HMRC is gearing up for one of its largest annual correspondence drives, preparing to dispatch approximately 1.4 million ‘simple assessment’ notifications across the UK this year.
This substantial mailing represents a critical touchpoint for taxpayers who find themselves outside the traditional PAYE and self-assessment frameworks.
Who’s in the firing line?
These targeted communications are heading straight to the doorsteps of individuals who may have overlooked their tax obligations. The primary recipients include:
- Pensioners who may have multiple income streams
- Side hustle entrepreneurs capitalising on the gig economy
- Property investors earning rental income
- Savers and investors with untaxed interest or dividends
- Online sellers who’ve crossed income thresholds
Each recipient likely owes additional tax on income that hasn’t been properly captured through standard employment tax deductions.
Understanding simple assessments
Far from being a new initiative, these simple assessments form part of HMRC’s established annual routine to identify tax gaps. The Revenue’s sophisticated data-matching systems flag individuals who appear to have income exceeding their personal allowance without corresponding tax payments.
The calculations can stem from various sources: bank interest that’s pushed someone over their savings allowance, dividend payments from investments, rental profits from buy-to-let properties or even successful eBay businesses that have evolved beyond casual selling. In some instances, taxpayers may have incorrectly claimed tax-free allowances they weren’t entitled to receive.
What to expect in your letter
Each notification arrives with comprehensive documentation, including:
- A detailed breakdown of the tax calculation
- Clear identification of the income sources in question
- Step-by-step payment instructions
- Important deadline information
Recipients have until 31st January 2026 to settle their outstanding liability, providing a reasonable window to review their financial records and arrange payment.
Your rights and responsibilities
HMRC strongly advises all recipients to scrutinise their assessment thoroughly.
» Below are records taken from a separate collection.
//! Summary statistics over a window snapshot.
//!
//! Mean and *population* standard deviation (sum of squared deviations
//! divided by N, not N-1). Deviations are summed in a pass of their own, so
//! the result matches the batch definition without the cancellation error of
//! a running `sum_sq / n - mean^2` estimate.
//!
//! Windows holding values beyond [`LARGE_MAGNITUDE`] are rescaled by an exact
//! power of two before summing, so neither the sum nor the squared
//! deviations overflow for finite input.

/// Magnitude above which values are rescaled before summing.
pub const LARGE_MAGNITUDE: f64 = 1e100;

/// Mean and population standard deviation of a set of observations.
#[derive(Debug, Clone, Copy, PartialEq, Default)]
pub struct WindowStats {
    /// Number of values.
    pub count: usize,
    /// Arithmetic mean (0 when empty).
    pub mean: f64,
    /// Population standard deviation (0 when empty).
    pub std_dev: f64,
}

impl WindowStats {
    /// Computes statistics over `values`.
    ///
    /// The iterator is cloned for the second pass, so pass something cheap
    /// to clone such as [`crate::window::Iter`] or a slice iterator.
    #[must_use]
    pub fn from_values<I>(values: I) -> Self
    where
        I: IntoIterator<Item = f64>,
        I::IntoIter: Clone,
    {
        let iter = values.into_iter();

        let mut count = 0usize;
        let mut max_abs = 0.0f64;
        let mut first = None;
        let mut identical = true;
        for v in iter.clone() {
            count += 1;
            max_abs = max_abs.max(v.abs());
            match first {
                None => first = Some(v),
                Some(f) => identical &= v == f,
            }
        }

        let Some(first) = first else {
            return Self::default();
        };
        // Rounding in `sum / n` must not invent spread for a constant window
        if identical {
            return Self {
                count,
                mean: first,
                std_dev: 0.0,
            };
        }

        let scale = if max_abs > LARGE_MAGNITUDE {
            2f64.powi(600)
        } else {
            1.0
        };
        let n = count as f64;
        let mean = iter.clone().map(|v| v / scale).sum::<f64>() / n;
        let sum_sq_dev: f64 = iter
            .map(|v| {
                let dev = v / scale - mean;
                dev * dev
            })
            .sum();

        Self {
            count,
            mean: mean * scale,
            std_dev: (sum_sq_dev / n).sqrt() * scale,
        }
    }

    /// Computes statistics over a slice.
    #[must_use]
    pub fn from_slice(values: &[f64]) -> Self {
        Self::from_values(values.iter().copied())
    }

    /// Population variance.
    #[must_use]
    pub fn variance(&self) -> f64 {
        self.std_dev * self.std_dev
    }

    /// Returns true if every value was identical (zero spread).
    #[must_use]
    pub fn is_degenerate(&self) -> bool {
        self.std_dev == 0.0
    }

    /// Signed number of standard deviations `value` lies from the mean.
    ///
    /// Returns `None` for a degenerate (or non-finite) spread, where no
    /// meaningful z-score exists.
    #[must_use]
    pub fn z_score(&self, value: f64) -> Option<f64> {
        if self.is_degenerate() || !self.std_dev.is_finite() {
            return None;
        }
        let dev = value - self.mean;
        if dev.is_finite() {
            Some(dev / self.std_dev)
        } else {
            Some((value / 2.0 - self.mean / 2.0) / (self.std_dev / 2.0))
        }
    }
}

#[cfg(test)]
mod tests {
    use super::*;
    use approx::assert_relative_eq;

    #[test]
    fn test_population_std_dev() {
        // Classic example: population std dev is exactly 2
        let stats = WindowStats::from_slice(&[2.0, 4.0, 4.0, 4.0, 5.0, 5.0, 7.0, 9.0]);

        assert_eq!(stats.count, 8);
        assert_relative_eq!(stats.mean, 5.0);
        assert_relative_eq!(stats.std_dev, 2.0);
        assert_relative_eq!(stats.variance(), 4.0);
    }

    #[test]
    fn test_divides_by_n_not_n_minus_one() {
        let stats = WindowStats::from_slice(&[1.0, 3.0]);
        // Sample std would be sqrt(2); population is 1
        assert_relative_eq!(stats.std_dev, 1.0);
    }

    #[test]
    fn test_empty_values() {
        let stats = WindowStats::from_slice(&[]);
        assert_eq!(stats, WindowStats::default());
        assert_eq!(stats.z_score(1.0), None);
    }

    #[test]
    fn test_constant_values_are_degenerate() {
        let stats = WindowStats::from_slice(&[0.1; 30]);
        assert!(stats.is_degenerate());
        assert_eq!(stats.z_score(0.1), None);
    }

    #[test]
    fn test_z_score_sign() {
        let stats = WindowStats::from_slice(&[2.0, 4.0, 4.0, 4.0, 5.0, 5.0, 7.0, 9.0]);

        assert_relative_eq!(stats.z_score(9.0).unwrap(), 2.0);
        assert_relative_eq!(stats.z_score(1.0).unwrap(), -2.0);
        assert_relative_eq!(stats.z_score(5.0).unwrap(), 0.0);
    }

    #[test]
    fn test_large_offset_is_stable() {
        // A running sum-of-squares estimate loses all precision here
        let values: Vec<f64> = (0..30).map(|i| 1e9 + f64::from(i % 2)).collect();
        let stats = WindowStats::from_slice(&values);

        assert_relative_eq!(stats.std_dev, 0.5, epsilon = 1e-6);
    }

    #[test]
    fn test_huge_spike_does_not_overflow() {
        for spike in [1e160, 1e200, f64::MAX] {
            let mut values = vec![0.0; 29];
            values.push(spike);
            let stats = WindowStats::from_slice(&values);

            assert!(stats.std_dev.is_finite(), "spike {spike}");
            assert_relative_eq!(stats.mean, spike / 30.0, max_relative = 1e-12);
            let z = stats.z_score(spike).unwrap();
            assert_relative_eq!(z, 29f64.sqrt(), max_relative = 1e-9);
        }
    }

    #[test]
    fn test_opposite_extremes_do_not_overflow() {
        let values: Vec<f64> = (0..30)
            .map(|i| if i % 2 == 0 { -1e300 } else { 1e300 })
            .collect();
        let stats = WindowStats::from_slice(&values);

        assert_relative_eq!(stats.mean, 0.0);
        assert_relative_eq!(stats.std_dev, 1e300, max_relative = 1e-12);
        assert_relative_eq!(stats.z_score(1e300).unwrap(), 1.0, epsilon = 1e-12);
    }

    #[test]
    fn test_z_score_of_distant_value_stays_finite() {
        let stats = WindowStats {
            count: 2,
            mean: -f64::MAX / 2.0,
            std_dev: f64::MAX / 2.0,
        };

        assert_relative_eq!(stats.z_score(f64::MAX).unwrap(), 3.0, max_relative = 1e-12);
    }

    #[test]
    fn test_nan_propagates() {
        let stats = WindowStats::from_slice(&[1.0, f64::NAN, 3.0]);
        assert!(stats.mean.is_nan());
        assert_eq!(stats.z_score(1.0), None);
    }
}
Found an error? You have a 60-day window to challenge the figures through the official gov.uk platform.
Should HMRC accept your corrections, they’ll issue an amended assessment. However, if they maintain their position, you retain the right to appeal, but this must be lodged within 30 days of their decision.
The broader context
This substantial letter campaign underscores HMRC’s continued focus on closing the tax gap through improved compliance. As the UK’s tax landscape becomes increasingly complex, these targeted interventions help ensure everyone pays their fair share.
Remember, receiving a simple assessment isn’t necessarily an indication of wrongdoing – it’s often simply a case of complex tax rules catching up with modern earning patterns. The important thing is to engage with the process promptly and ensure your tax affairs are properly resolved.